Top of LISTED ENTRIES

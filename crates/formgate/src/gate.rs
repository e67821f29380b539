//! Request guards that run before the body is read: origin, content type, client key.

use axum::http::{HeaderMap, header};
use std::net::SocketAddr;

use formgate_common::constants::{UNKNOWN_CLIENT, headers as header_names};

/// Strip a trailing slash so `https://a.example/` matches `https://a.example`
pub fn normalize_origin(origin: &str) -> &str {
    let origin = origin.trim();
    origin.strip_suffix('/').unwrap_or(origin)
}

/// Declared origin of the request: `Origin`, else the origin part of `Referer`
pub fn request_origin(headers: &HeaderMap) -> Option<String> {
    if let Some(origin) = header_str(headers, header::ORIGIN.as_str()) {
        return Some(origin.to_string());
    }

    let referer = header_str(headers, header::REFERER.as_str())?;
    let url = url::Url::parse(referer).ok()?;
    match url.origin() {
        origin @ url::Origin::Tuple(..) => Some(origin.ascii_serialization()),
        url::Origin::Opaque(_) => None,
    }
}

/// True when the declared origin equals the allowed one. Fails closed.
pub fn origin_allowed(headers: &HeaderMap, allowed_origin: &str) -> bool {
    match request_origin(headers) {
        Some(origin) => {
            normalize_origin(&origin).eq_ignore_ascii_case(normalize_origin(allowed_origin))
        }
        None => false,
    }
}

/// True when the body is declared as `application/json` (parameters allowed)
pub fn is_json_content_type(headers: &HeaderMap) -> bool {
    header_str(headers, header::CONTENT_TYPE.as_str())
        .and_then(|value| value.split(';').next())
        .is_some_and(|mime| mime.trim().eq_ignore_ascii_case("application/json"))
}

/// Best-effort client identity for rate limiting
pub fn client_key(headers: &HeaderMap, peer: Option<SocketAddr>) -> String {
    if let Some(first) = header_str(headers, header_names::X_FORWARDED_FOR)
        .and_then(|chain| chain.split(',').next())
        .map(str::trim)
        .filter(|ip| !ip.is_empty())
    {
        return first.to_string();
    }

    if let Some(real_ip) = header_str(headers, header_names::X_REAL_IP)
        .map(str::trim)
        .filter(|ip| !ip.is_empty())
    {
        return real_ip.to_string();
    }

    peer.map(|addr| addr.ip().to_string())
        .unwrap_or_else(|| UNKNOWN_CLIENT.to_string())
}

fn header_str<'a>(headers: &'a HeaderMap, name: &str) -> Option<&'a str> {
    headers.get(name).and_then(|value| value.to_str().ok())
}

Bottom of LISTED ENTRIES

### HOW TO COMPLETE THIS TASK
Look through the listing above and copy each line with the word "Option" in it.

### TASK SOLUTION
pub fn request_origin(headers: &HeaderMap) -> Option<String> {
pub fn client_key(headers: &HeaderMap, peer: Option<SocketAddr>) -> String {
fn header_str<'a>(headers: &'a HeaderMap, name: &str) -> Option<&'a str> {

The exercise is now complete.